## DIRECTIONS
Where does the word "Halt" occur in the data below? Copy each line that holds it.

## SUPPLIED MATERIAL
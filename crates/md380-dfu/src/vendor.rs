//! MD380 bootloader extensions.
//!
//! All vendor commands are DNLOAD payloads on block 0. The bootloader
//! treats byte 0 as an opcode: `0x21` and `0x41` take a little-endian
//! address, the `0x91` family takes a single command byte.

use crate::error::DfuError;
use crate::events::DfuObserver;
use crate::protocol::DfuStatus;
use crate::protocol::constants::*;
use crate::session::DfuSession;
use crate::transport::Connector;

/// A block-0 command understood by the MD380 bootloader.
#[derive(Debug, Clone, Copy, PartialEq, Eq)]
pub enum VendorCommand {
    /// Target address for the following block transfers.
    SetAddress(u32),
    /// Erase the flash block holding the address.
    EraseBlock(u32),
    /// Generic two-byte command.
    Raw(u8, u8),
}

impl VendorCommand {
    pub const REBOOT: Self = VendorCommand::Raw(VENDOR_CMD_FAMILY, VENDOR_CMD_REBOOT);
    pub const PROGRAM_MODE: Self = VendorCommand::Raw(VENDOR_CMD_FAMILY, VENDOR_CMD_PROGRAM_MODE);

    /// Encode the DNLOAD payload. A fresh buffer is built on every call.
    pub fn payload(&self) -> Vec<u8> {
        match *self {
            VendorCommand::SetAddress(addr) => address_payload(VENDOR_SET_ADDRESS, addr),
            VendorCommand::EraseBlock(addr) => address_payload(VENDOR_ERASE_BLOCK, addr),
            VendorCommand::Raw(a, b) => vec![a, b],
        }
    }
}

fn address_payload(opcode: u8, addr: u32) -> Vec<u8> {
    let mut buf = Vec::with_capacity(5);
    buf.push(opcode);
    buf.extend_from_slice(&addr.to_le_bytes());
    buf
}

impl<C: Connector, O: DfuObserver> DfuSession<C, O> {
    /// Send a vendor command on block 0 and return the confirmed status.
    pub fn vendor_command(&mut self, cmd: VendorCommand) -> Result<DfuStatus, DfuError> {
        tracing::debug!(command = ?cmd, "Vendor command");
        self.download(COMMAND_BLOCK, &cmd.payload())
    }

    /// Set the address for subsequent block reads and writes.
    pub fn set_address(&mut self, addr: u32) -> Result<DfuStatus, DfuError> {
        self.vendor_command(VendorCommand::SetAddress(addr))
    }

    /// Erase the flash block at `addr`. Erase-before-write ordering is the
    /// caller's responsibility.
    pub fn erase_block(&mut self, addr: u32) -> Result<DfuStatus, DfuError> {
        self.vendor_command(VendorCommand::EraseBlock(addr))
    }

    pub fn md380_cmd(&mut self, a: u8, b: u8) -> Result<DfuStatus, DfuError> {
        self.vendor_command(VendorCommand::Raw(a, b))
    }

    /// Reboot the radio.
    pub fn reboot(&mut self) -> Result<DfuStatus, DfuError> {
        self.vendor_command(VendorCommand::REBOOT)
    }

    /// Halt all threads and show "Programming Mode" on the display.
    pub fn program_mode(&mut self) -> Result<DfuStatus, DfuError> {
        self.vendor_command(VendorCommand::PROGRAM_MODE)
    }

    /// Read the 32-byte command response from block 0.
    pub fn get_command(&mut self) -> Result<Vec<u8>, DfuError> {
        self.upload(COMMAND_BLOCK, COMMAND_RESPONSE_LEN)
    }
}

#[cfg(test)]
mod tests {
    use std::sync::Arc;

    use super::*;
    use crate::config::SessionConfig;
    use crate::events::NullObserver;
    use crate::protocol::le32_at;
    use crate::transport::{MockConnector, MockTransport};

    fn connected(mock: &MockTransport) -> DfuSession<MockConnector, NullObserver> {
        let mut session = DfuSession::with_observer(
            MockConnector::with_device(mock.clone()),
            SessionConfig::default(),
            Arc::new(NullObserver),
        );
        assert!(session.connect());
        session
    }

    #[test]
    fn test_set_address_payload() {
        for addr in [0, 1, 0x0800_0000, 0x0801_0000, 0xDEAD_BEEF, u32::MAX] {
            let payload = VendorCommand::SetAddress(addr).payload();
            assert_eq!(payload.len(), 5);
            assert_eq!(payload[0], 0x21);
            assert_eq!(le32_at(&payload, 1), Some(addr));
        }
        assert_eq!(
            VendorCommand::SetAddress(0x0801_0000).payload(),
            vec![0x21, 0x00, 0x00, 0x01, 0x08]
        );
    }

    #[test]
    fn test_erase_differs_only_in_opcode() {
        for addr in [0, 0x0801_0000, 0x1234_5678, u32::MAX] {
            let set = VendorCommand::SetAddress(addr).payload();
            let erase = VendorCommand::EraseBlock(addr).payload();
            assert_eq!(erase[0], 0x41);
            assert_eq!(erase[1..], set[1..]);
        }
    }

    #[test]
    fn test_md380_commands() {
        assert_eq!(VendorCommand::Raw(0x12, 0x34).payload(), vec![0x12, 0x34]);
        assert_eq!(VendorCommand::REBOOT.payload(), vec![0x91, 0x05]);
        assert_eq!(VendorCommand::PROGRAM_MODE.payload(), vec![0x91, 0x01]);
    }

    #[test]
    fn test_vendor_commands_go_to_block_zero() {
        let mock = MockTransport::new();
        let mut session = connected(&mock);

        session.set_address(0x0801_0000).unwrap();
        session.erase_block(0x0801_0000).unwrap();
        session.md380_cmd(0xAB, 0xCD).unwrap();
        session.program_mode().unwrap();
        session.reboot().unwrap();

        assert_eq!(
            mock.get_downloads(),
            vec![
                (0, vec![0x21, 0x00, 0x00, 0x01, 0x08]),
                (0, vec![0x41, 0x00, 0x00, 0x01, 0x08]),
                (0, vec![0xAB, 0xCD]),
                (0, vec![0x91, 0x01]),
                (0, vec![0x91, 0x05]),
            ]
        );
        // Each command is confirmed by two status polls
        assert_eq!(mock.get_transfers().len(), 15);
    }

    #[test]
    fn test_get_command_reads_32_bytes() {
        let mock = MockTransport::new();
        let mut session = connected(&mock);
        mock.queue_response(DFU_UPLOAD, &[0x55; 40]);

        let response = session.get_command().unwrap();
        assert_eq!(response, vec![0x55; 32]);

        let transfers = mock.get_transfers();
        assert_eq!(transfers[0].setup.request, DFU_UPLOAD);
        assert_eq!(transfers[0].setup.value, 0);
        assert_eq!(transfers[0].length, 32);
        assert_eq!(transfers[1].setup.request, DFU_GETSTATUS);
    }
}
//! Protocol constants for the STM32 DFU bootloader and the MD380 extensions.
//!
//! Request codes and states follow the USB DFU 1.1 class specification.
//! Vendor opcodes are carried in DNLOAD payloads on block 0.

use std::time::Duration;

// ============================================================================
// Device Identification
// ============================================================================

/// STMicroelectronics Vendor ID
pub const STM_VENDOR_ID: u16 = 0x0483;

/// STM32 DFU bootloader Product ID (used by the MD380 in DFU mode)
pub const STM_DFU_PRODUCT_ID: u16 = 0xDF11;

/// The bootloader exposes a single DFU interface.
pub const DFU_INTERFACE: u8 = 0;

/// Timeout applied to every control transfer.
pub const DEFAULT_TIMEOUT_MS: u64 = 3000;

pub const DEFAULT_TIMEOUT: Duration = Duration::from_millis(DEFAULT_TIMEOUT_MS);

// ============================================================================
// bmRequestType
// ============================================================================

/// Device-to-host, class, interface
pub const REQUEST_TYPE_CLASS_IN: u8 = 0xA1;

/// Host-to-device, class, interface
pub const REQUEST_TYPE_CLASS_OUT: u8 = 0x21;

/// Direction bit of bmRequestType (set for device-to-host).
pub const REQUEST_TYPE_DIR_IN: u8 = 0x80;

// ============================================================================
// DFU class requests (bRequest)
// ============================================================================

pub const DFU_DETACH: u8 = 0;
pub const DFU_DNLOAD: u8 = 1;
pub const DFU_UPLOAD: u8 = 2;
pub const DFU_GETSTATUS: u8 = 3;
pub const DFU_CLRSTATUS: u8 = 4;
pub const DFU_GETSTATE: u8 = 5;
pub const DFU_ABORT: u8 = 6;

/// Length of the GETSTATUS response.
pub const DFU_STATUS_LEN: u16 = 6;

/// Length of the GETSTATE response.
pub const DFU_STATE_LEN: u16 = 1;

/// Largest data stage a control transfer can carry (wLength is 16 bits).
pub const MAX_CONTROL_TRANSFER_LEN: usize = u16::MAX as usize;

// ============================================================================
// Blocks
// ============================================================================

/// Block reserved for vendor command payloads and the command response.
pub const COMMAND_BLOCK: u16 = 0;

/// Size of the command response read back from block 0.
pub const COMMAND_RESPONSE_LEN: u16 = 32;

// ============================================================================
// MD380 vendor opcodes (byte 0 of a block-0 DNLOAD)
// ============================================================================

/// Set the target address for subsequent block transfers.
pub const VENDOR_SET_ADDRESS: u8 = 0x21;

/// Erase the flash block containing the given address.
pub const VENDOR_ERASE_BLOCK: u8 = 0x41;

/// Family byte of the two-byte MD380 commands.
pub const VENDOR_CMD_FAMILY: u8 = 0x91;

/// Halt all threads and show "Programming Mode".
pub const VENDOR_CMD_PROGRAM_MODE: u8 = 0x01;

/// Reboot the radio.
pub const VENDOR_CMD_REBOOT: u8 = 0x05;

// ============================================================================
// DFU states (bState)
// ============================================================================

pub const DFU_STATE_APP_IDLE: u8 = 0x00;
pub const DFU_STATE_APP_DETACH: u8 = 0x01;
pub const DFU_STATE_DFU_IDLE: u8 = 0x02;
pub const DFU_STATE_DNLOAD_SYNC: u8 = 0x03;
pub const DFU_STATE_DNLOAD_BUSY: u8 = 0x04;
pub const DFU_STATE_DNLOAD_IDLE: u8 = 0x05;
pub const DFU_STATE_MANIFEST_SYNC: u8 = 0x06;
pub const DFU_STATE_MANIFEST: u8 = 0x07;
pub const DFU_STATE_MANIFEST_WAIT_RESET: u8 = 0x08;
pub const DFU_STATE_UPLOAD_IDLE: u8 = 0x09;
pub const DFU_STATE_ERROR: u8 = 0x0A;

## SOLUTION
    /// Halt all threads and show "Programming Mode" on the display.
/// Halt all threads and show "Programming Mode".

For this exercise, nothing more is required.